ANZ’s new CEO, Nuno Matos, has unveiled a list of top priorities for the major lender, including investment in regional hubs and offering customers access to banking services from their local Australia Post.
Matos, who took over from former CEO Shayne Elliott on Monday (12 May), said ANZ would “continue to invest in world-class products and services”.
He said: “We will also improve the way we serve customers in regional Australia, through investment in our regional hubs.
“And we will play our role in industry efforts to ensure cash is available for Australians, no matter where you live.”
The banking industry veteran highlighted that ANZ customers would soon be able to access banking services from their local Australia Post. The initiative is scheduled to launch on 1 October 2025.
Bank@Post is a service provided by Australia Post that offers various banking transactions at more than 3,300 participating post offices across Australia. The service allows customers to deposit cash and cheques, withdraw money, and check their account balance.
Matos added that ANZ would continue investing in customer security and planned to roll out new initiatives like the ANZ Digital Padlock, which is scheduled to launch mid-year.

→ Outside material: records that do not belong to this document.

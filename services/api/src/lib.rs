mod cli;
mod demo;
mod infra;
mod routes;
mod server;

use credit_risk::error::AppError;

pub async fn run() -> Result<(), AppError> {
    cli::run().await
}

The program will let customers instantly “lock down” digital access to their accounts if they suspect they are being targeted by scammers.
Commenting on the cost of living, Matis said: “I’m also acutely aware many in the community are finding the cost-of-living challenge hard. If you find yourself in a difficult financial situation, please reach out to our teams. We are here to help.

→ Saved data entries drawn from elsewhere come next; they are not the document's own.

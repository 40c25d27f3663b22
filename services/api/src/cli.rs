use crate::demo::{run_assess, run_simulate, AssessArgs, SimulateArgs};
use crate::server;
use clap::{Args, Parser, Subcommand};
use credit_risk::error::AppError;

#[derive(Parser, Debug)]
#[command(
    name = "Credit Risk Assessor",
    about = "Run the credit-risk assessment service or query the risk model from the command line",
    version
)]
struct Cli {
    #[command(subcommand)]
    command: Option<Command>,
}

#[derive(Subcommand, Debug)]
enum Command {
    /// Start the HTTP service (default command)
    Serve(ServeArgs),
    /// Submit one applicant profile for a full, explained assessment
    Assess(AssessArgs),
    /// Assess a profile, then replay slider edits through the what-if simulation
    Simulate(SimulateArgs),
}

#[derive(Args, Debug, Default)]
pub(crate) struct ServeArgs {
    /// Override the configured host for the HTTP server
    #[arg(long)]
    pub(crate) host: Option<String>,
    /// Override the configured port for the HTTP server
    #[arg(long)]
    pub(crate) port: Option<u16>,
}

pub(crate) async fn run() -> Result<(), AppError> {
    let cli = Cli::parse();
    let command = cli
        .command
        .unwrap_or_else(|| Command::Serve(ServeArgs::default()));

    match command {
        Command::Serve(args) => server::run(args).await,
        Command::Assess(args) => run_assess(args).await,
        Command::Simulate(args) => run_simulate(args).await,
    }
}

“Finally, I’m going to be spending the coming months listening to all our stakeholders, and I want to hear from you.”
Last week, ANZ published its half-year financial results, reporting that it had seen home loan growth across its retail brands, with the vast majority of new business written by the broker channel.

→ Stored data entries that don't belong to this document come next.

use crate::config::TelemetryConfig;
use std::fmt;
use tracing_subscriber::filter::ParseError;
use tracing_subscriber::EnvFilter;

#[derive(Debug)]
pub enum TelemetryError {
    EnvFilter { value: String, source: ParseError },
    Subscriber(Box<dyn std::error::Error + Send + Sync>),
}

impl fmt::Display for TelemetryError {
    fn fmt(&self, f: &mut fmt::Formatter<'_>) -> fmt::Result {
        match self {
            TelemetryError::EnvFilter { value, .. } => {
                write!(f, "invalid log level/filter '{}'", value)
            }
            TelemetryError::Subscriber(err) => write!(f, "subscriber already installed: {err}"),
        }
    }
}

impl std::error::Error for TelemetryError {
    fn source(&self) -> Option<&(dyn std::error::Error + 'static)> {
        match self {
            TelemetryError::EnvFilter { source, .. } => Some(source),
            TelemetryError::Subscriber(err) => Some(&**err),
        }
    }
}

/// Builds the filter from `RUST_LOG`, falling back to the configured level.
pub fn env_filter(config: &TelemetryConfig) -> Result<EnvFilter, TelemetryError> {
    match EnvFilter::try_from_default_env() {
        Ok(filter) => Ok(filter),
        Err(_) => {
            EnvFilter::try_new(&config.log_level).map_err(|source| TelemetryError::EnvFilter {
                value: config.log_level.clone(),
                source,
            })
        }
    }
}

/// Installs the global subscriber. Output goes to stderr so CLI reports on stdout stay clean.
pub fn init(config: &TelemetryConfig) -> Result<(), TelemetryError> {
    let env_filter = env_filter(config)?;

    tracing_subscriber::fmt()
        .with_env_filter(env_filter)
        .with_writer(std::io::stderr)
        .with_target(false)
        .compact()
        .with_ansi(false)
        .try_init()
        .map_err(TelemetryError::Subscriber)
}
use crate::assessment::{PredictionError, SimulationError};
use crate::config::ConfigError;
use crate::telemetry::TelemetryError;
use axum::http::StatusCode;
use axum::response::{IntoResponse, Response};
use axum::Json;
use serde_json::json;
use std::fmt;

#[derive(Debug)]
pub enum AppError {
    Config(ConfigError),
    Telemetry(TelemetryError),
    Io(std::io::Error),
    Server(axum::Error),
    Prediction(PredictionError),
    Simulation(SimulationError),
    InvalidProfile(serde_json::Error),
    InvalidArgument(String),
}

impl fmt::Display for AppError {
    fn fmt(&self, f: &mut fmt::Formatter<'_>) -> fmt::Result {
        match self {
            AppError::Config(err) => write!(f, "configuration error: {}", err),
            AppError::Telemetry(err) => write!(f, "telemetry error: {}", err),
            AppError::Io(err) => write!(f, "io error: {}", err),
            AppError::Server(err) => write!(f, "server error: {}", err),
            AppError::Prediction(err) => write!(f, "prediction error: {}", err),
            AppError::Simulation(err) => write!(f, "simulation error: {}", err),
            AppError::InvalidProfile(err) => write!(f, "invalid applicant profile: {}", err),
            AppError::InvalidArgument(message) => write!(f, "invalid argument: {}", message),
        }
    }
}

impl std::error::Error for AppError {
    fn source(&self) -> Option<&(dyn std::error::Error + 'static)> {
        match self {
            AppError::Config(err) => Some(err),
            AppError::Telemetry(err) => Some(err),
            AppError::Io(err) => Some(err),
            AppError::Server(err) => Some(err),
            AppError::Prediction(err) => Some(err),
            AppError::Simulation(err) => Some(err),
            AppError::InvalidProfile(err) => Some(err),
            AppError::InvalidArgument(_) => None,
        }
    }
}

impl IntoResponse for AppError {
    fn into_response(self) -> Response {
        let status = match self {
            AppError::Simulation(SimulationError::NoBaseline) => StatusCode::CONFLICT,
            AppError::Simulation(_) => StatusCode::UNPROCESSABLE_ENTITY,
            AppError::InvalidProfile(_) | AppError::InvalidArgument(_) => StatusCode::BAD_REQUEST,
            AppError::Prediction(_) => StatusCode::BAD_GATEWAY,
            AppError::Config(_)
            | AppError::Telemetry(_)
            | AppError::Io(_)
            | AppError::Server(_) => StatusCode::INTERNAL_SERVER_ERROR,
        };

        let body = Json(json!({ "error": self.to_string() }));
        (status, body).into_response()
    }
}

impl From<ConfigError> for AppError {
    fn from(value: ConfigError) -> Self {
        Self::Config(value)
    }
}

impl From<TelemetryError> for AppError {
    fn from(value: TelemetryError) -> Self {
        Self::Telemetry(value)
    }
}

impl From<std::io::Error> for AppError {
    fn from(value: std::io::Error) -> Self {
        Self::Io(value)
    }
}

impl From<axum::Error> for AppError {
    fn from(value: axum::Error) -> Self {
        Self::Server(value)
    }
}

impl From<PredictionError> for AppError {
    fn from(value: PredictionError) -> Self {
        Self::Prediction(value)
    }
}

impl From<SimulationError> for AppError {
    fn from(value: SimulationError) -> Self {
        Self::Simulation(value)
    }
}

impl From<serde_json::Error> for AppError {
    fn from(value: serde_json::Error) -> Self {
        Self::InvalidProfile(value)
    }
}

For the six-month period, the ANZ retail brand wrote $42 billion in new loans, up 2 per cent from $41 billion a year earlier, across 86,000 home loan accounts (1,000 more than settled in 1H24).
The share of new lending written by the broker channel was 67 per cent over the period, unchanged from 1H24. This came off the back of record-high broker flows for ANZ in the last full financial year (FY24, when the broker channel wrote 65 per cent of new mortgages).
[Related: ANZ continues to see strong broker flows as NPS improves]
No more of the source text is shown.